== Your goal ==
Reproduce the data exactly as it stands.

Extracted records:
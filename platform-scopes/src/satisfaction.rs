//! # Satisfaction
//!
//! The core authorization predicate: does a held scope collection satisfy a
//! requirement written in disjunctive normal form?
//!
//! A requirement is an array of conjunctions. For example
//! `[["a", "b"], ["c"]]` is satisfied if either
//!
//! 1. both `a` and `b` are covered, or
//! 2. `c` is covered.

use tracing::trace;

use crate::error::ScopeResult;
use crate::scope::covers;
use crate::validate::{validate_expression, validate_scopes};

/// Check whether `held` satisfies the DNF requirement `expression`.
///
/// An empty conjunction is satisfied trivially. An expression with no
/// conjunctions is never satisfied.
///
/// # Errors
///
/// Returns a [`ValidationError`](crate::ValidationError) if any held scope or
/// required scope is malformed. Validation runs before any matching.
///
/// # Example
///
/// ```
/// use platform_scopes::scope_satisfies;
///
/// let held = ["queue:*", "auth:credentials"];
/// assert!(scope_satisfies(&held, &[vec!["queue:create-task", "auth:credentials"]]).unwrap());
/// assert!(!scope_satisfies(&held, &[vec!["secrets:get"]]).unwrap());
/// ```
pub fn scope_satisfies<H, C, S>(held: &[H], expression: &[C]) -> ScopeResult<bool>
where
    H: AsRef<str>,
    C: AsRef<[S]>,
    S: AsRef<str>,
{
    validate_expression(expression)?;
    validate_scopes(held)?;

    let satisfied = satisfied_by(held, expression);

    trace!(
        held = held.len(),
        conjunctions = expression.len(),
        satisfied_by = ?satisfied,
        "Evaluated scope requirement"
    );

    Ok(satisfied.is_some())
}

/// Index of the first conjunction `held` satisfies. Inputs must be valid.
pub(crate) fn satisfied_by<H, C, S>(held: &[H], expression: &[C]) -> Option<usize>
where
    H: AsRef<str>,
    C: AsRef<[S]>,
    S: AsRef<str>,
{
    expression.iter().position(|conjunction| {
        conjunction
            .as_ref()
            .iter()
            .all(|required| is_covered(held, required.as_ref()))
    })
}

/// Check whether any pattern in `held` covers `scope`.
pub(crate) fn is_covered<H: AsRef<str>>(held: &[H], scope: &str) -> bool {
    held.iter().any(|pattern| covers(pattern.as_ref(), scope))
}
//! Error types for scope operations
//!
//! This module defines the errors raised when scope input is malformed,
//! when role scopes cannot be resolved, and when configuration is invalid.

use thiserror::Error;

/// Validation error for scope input.
///
/// Every scope algebra operation validates its arguments eagerly and fails
/// with this error before doing any matching, merging, or intersection work.
/// There is no partial success.
#[derive(Debug, Clone, PartialEq, Eq, Error)]
pub enum ValidationError {
    /// A scope in a collection contains bytes outside printable ASCII
    #[error("scopes must be an array of strings: invalid scope {scope:?} at index {index}")]
    InvalidScope {
        /// Position of the offending scope in the collection.
        index: usize,
        /// The offending scope.
        scope: String,
    },

    /// A scope in a DNF expression contains bytes outside printable ASCII
    #[error(
        "scopes must be an array of arrays of strings (disjunctive normal form): \
         invalid scope {scope:?} in conjunction {conjunction} at index {index}"
    )]
    InvalidExpression {
        /// Position of the conjunction within the expression.
        conjunction: usize,
        /// Position of the scope within the conjunction.
        index: usize,
        /// The offending scope.
        scope: String,
    },

    /// Input that must be in canonical order is not
    #[error("scopes must be sorted in canonical order: entry {index} sorts before its predecessor")]
    Unsorted {
        /// Position of the first out-of-order entry.
        index: usize,
    },
}

/// Result type for scope operations.
pub type ScopeResult<T> = Result<T, ValidationError>;

impl ValidationError {
    /// Get error code for API responses.
    pub fn error_code(&self) -> &'static str {
        match self {
            ValidationError::InvalidScope { .. } => "INVALID_SCOPE",
            ValidationError::InvalidExpression { .. } => "INVALID_SCOPE_EXPRESSION",
            ValidationError::Unsorted { .. } => "UNSORTED_SCOPES",
        }
    }
}

/// Errors raised while resolving the effective scopes of a role.
#[derive(Debug, Clone, PartialEq, Eq, Error)]
pub enum RoleError {
    /// The role (or a role it inherits from) is not defined
    #[error("Unknown role: {0}")]
    UnknownRole(String),

    /// Role inheritance loops back on itself
    #[error("Role inheritance cycle: {}", .0.join(" -> "))]
    InheritanceCycle(Vec<String>),

    /// A role definition contains an invalid scope
    #[error("Invalid scope in role {role}: {source}")]
    InvalidScope {
        /// Role holding the invalid scope.
        role: String,
        /// Underlying validation failure.
        #[source]
        source: ValidationError,
    },
}

impl RoleError {
    /// Get error code for API responses.
    pub fn error_code(&self) -> &'static str {
        match self {
            RoleError::UnknownRole(_) => "UNKNOWN_ROLE",
            RoleError::InheritanceCycle(_) => "ROLE_INHERITANCE_CYCLE",
            RoleError::InvalidScope { .. } => "INVALID_ROLE_SCOPE",
        }
    }
}

/// Configuration errors.
#[derive(Debug, Error)]
pub enum ConfigError {
    /// Configuration could not be parsed.
    #[error("Invalid scope configuration: {0}")]
    Parse(#[from] serde_json::Error),

    /// Invalid configuration value.
    #[error("Invalid configuration value for {key}: {message}")]
    InvalidValue {
        /// Configuration key.
        key: String,
        /// Error message.
        message: String,
    },

    /// A configured scope is malformed.
    #[error("Invalid scope in configuration {key}: {source}")]
    InvalidScope {
        /// Configuration key holding the scope.
        key: String,
        /// Underlying validation failure.
        #[source]
        source: ValidationError,
    },

    /// Configured roles cannot be resolved.
    #[error("Invalid role configuration: {0}")]
    Role(#[from] RoleError),
}

impl ConfigError {
    /// Get error code for API responses.
    pub fn error_code(&self) -> &'static str {
        match self {
            ConfigError::Parse(_) => "CONFIG_PARSE_ERROR",
            ConfigError::InvalidValue { .. } => "CONFIG_INVALID_VALUE",
            ConfigError::InvalidScope { .. } => "CONFIG_INVALID_SCOPE",
            ConfigError::Role(_) => "CONFIG_INVALID_ROLE",
        }
    }
}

== Answer area ==
filename platform-scopes/src/satisfaction.rs
//! # Satisfaction
//!
//! The core authorization predicate: does a held scope collection satisfy a
//! requirement written in disjunctive normal form?
//!
//! A requirement is an array of conjunctions. For example
//! `[["a", "b"], ["c"]]` is satisfied if either
//!
//! 1. both `a` and `b` are covered, or
//! 2. `c` is covered.

use tracing::trace;

use crate::error::ScopeResult;
use crate::scope::covers;
use crate::validate::{validate_expression, validate_scopes};

/// Check whether `held` satisfies the DNF requirement `expression`.
///
/// An empty conjunction is satisfied trivially. An expression with no
/// conjunctions is never satisfied.
///
/// # Errors
///
/// Returns a [`ValidationError`](crate::ValidationError) if any held scope or
/// required scope is malformed. Validation runs before any matching.
///
/// # Example
///
/// ```
/// use platform_scopes::scope_satisfies;
///
/// let held = ["queue:*", "auth:credentials"];
/// assert!(scope_satisfies(&held, &[vec!["queue:create-task", "auth:credentials"]]).unwrap());
/// assert!(!scope_satisfies(&held, &[vec!["secrets:get"]]).unwrap());
/// ```
pub fn scope_satisfies<H, C, S>(held: &[H], expression: &[C]) -> ScopeResult<bool>
where
    H: AsRef<str>,
    C: AsRef<[S]>,
    S: AsRef<str>,
{
    validate_expression(expression)?;
    validate_scopes(held)?;

    let satisfied = satisfied_by(held, expression);

    trace!(
        held = held.len(),
        conjunctions = expression.len(),
        satisfied_by = ?satisfied,
        "Evaluated scope requirement"
    );

    Ok(satisfied.is_some())
}

/// Index of the first conjunction `held` satisfies. Inputs must be valid.
pub(crate) fn satisfied_by<H, C, S>(held: &[H], expression: &[C]) -> Option<usize>
where
    H: AsRef<str>,
    C: AsRef<[S]>,
    S: AsRef<str>,
{
    expression.iter().position(|conjunction| {
        conjunction
            .as_ref()
            .iter()
            .all(|required| is_covered(held, required.as_ref()))
    })
}

/// Check whether any pattern in `held` covers `scope`.
pub(crate) fn is_covered<H: AsRef<str>>(held: &[H], scope: &str) -> bool {
    held.iter().any(|pattern| covers(pattern.as_ref(), scope))
}
//! Error types for scope operations
//!
//! This module defines the errors raised when scope input is malformed,
//! when role scopes cannot be resolved, and when configuration is invalid.

use thiserror::Error;

/// Validation error for scope input.
///
/// Every scope algebra operation validates its arguments eagerly and fails
/// with this error before doing any matching, merging, or intersection work.
/// There is no partial success.
#[derive(Debug, Clone, PartialEq, Eq, Error)]
pub enum ValidationError {
    /// A scope in a collection contains bytes outside printable ASCII
    #[error("scopes must be an array of strings: invalid scope {scope:?} at index {index}")]
    InvalidScope {
        /// Position of the offending scope in the collection.
        index: usize,
        /// The offending scope.
        scope: String,
    },

    /// A scope in a DNF expression contains bytes outside printable ASCII
    #[error(
        "scopes must be an array of arrays of strings (disjunctive normal form): \
         invalid scope {scope:?} in conjunction {conjunction} at index {index}"
    )]
    InvalidExpression {
        /// Position of the conjunction within the expression.
        conjunction: usize,
        /// Position of the scope within the conjunction.
        index: usize,
        /// The offending scope.
        scope: String,
    },

    /// Input that must be in canonical order is not
    #[error("scopes must be sorted in canonical order: entry {index} sorts before its predecessor")]
    Unsorted {
        /// Position of the first out-of-order entry.
        index: usize,
    },
}

/// Result type for scope operations.
pub type ScopeResult<T> = Result<T, ValidationError>;

impl ValidationError {
    /// Get error code for API responses.
    pub fn error_code(&self) -> &'static str {
        match self {
            ValidationError::InvalidScope { .. } => "INVALID_SCOPE",
            ValidationError::InvalidExpression { .. } => "INVALID_SCOPE_EXPRESSION",
            ValidationError::Unsorted { .. } => "UNSORTED_SCOPES",
        }
    }
}

/// Errors raised while resolving the effective scopes of a role.
#[derive(Debug, Clone, PartialEq, Eq, Error)]
pub enum RoleError {
    /// The role (or a role it inherits from) is not defined
    #[error("Unknown role: {0}")]
    UnknownRole(String),

    /// Role inheritance loops back on itself
    #[error("Role inheritance cycle: {}", .0.join(" -> "))]
    InheritanceCycle(Vec<String>),

    /// A role definition contains an invalid scope
    #[error("Invalid scope in role {role}: {source}")]
    InvalidScope {
        /// Role holding the invalid scope.
        role: String,
        /// Underlying validation failure.
        #[source]
        source: ValidationError,
    },
}

impl RoleError {
    /// Get error code for API responses.
    pub fn error_code(&self) -> &'static str {
        match self {
            RoleError::UnknownRole(_) => "UNKNOWN_ROLE",
            RoleError::InheritanceCycle(_) => "ROLE_INHERITANCE_CYCLE",
            RoleError::InvalidScope { .. } => "INVALID_ROLE_SCOPE",
        }
    }
}

/// Configuration errors.
#[derive(Debug, Error)]
pub enum ConfigError {
    /// Configuration could not be parsed.
    #[error("Invalid scope configuration: {0}")]
    Parse(#[from] serde_json::Error),

    /// Invalid configuration value.
    #[error("Invalid configuration value for {key}: {message}")]
    InvalidValue {
        /// Configuration key.
        key: String,
        /// Error message.
        message: String,
    },

    /// A configured scope is malformed.
    #[error("Invalid scope in configuration {key}: {source}")]
    InvalidScope {
        /// Configuration key holding the scope.
        key: String,
        /// Underlying validation failure.
        #[source]
        source: ValidationError,
    },

    /// Configured roles cannot be resolved.
    #[error("Invalid role configuration: {0}")]
    Role(#[from] RoleError),
}

impl ConfigError {
    /// Get error code for API responses.
    pub fn error_code(&self) -> &'static str {
        match self {
            ConfigError::Parse(_) => "CONFIG_PARSE_ERROR",
            ConfigError::InvalidValue { .. } => "CONFIG_INVALID_VALUE",
            ConfigError::InvalidScope { .. } => "CONFIG_INVALID_SCOPE",
            ConfigError::Role(_) => "CONFIG_INVALID_ROLE",
        }
    }
}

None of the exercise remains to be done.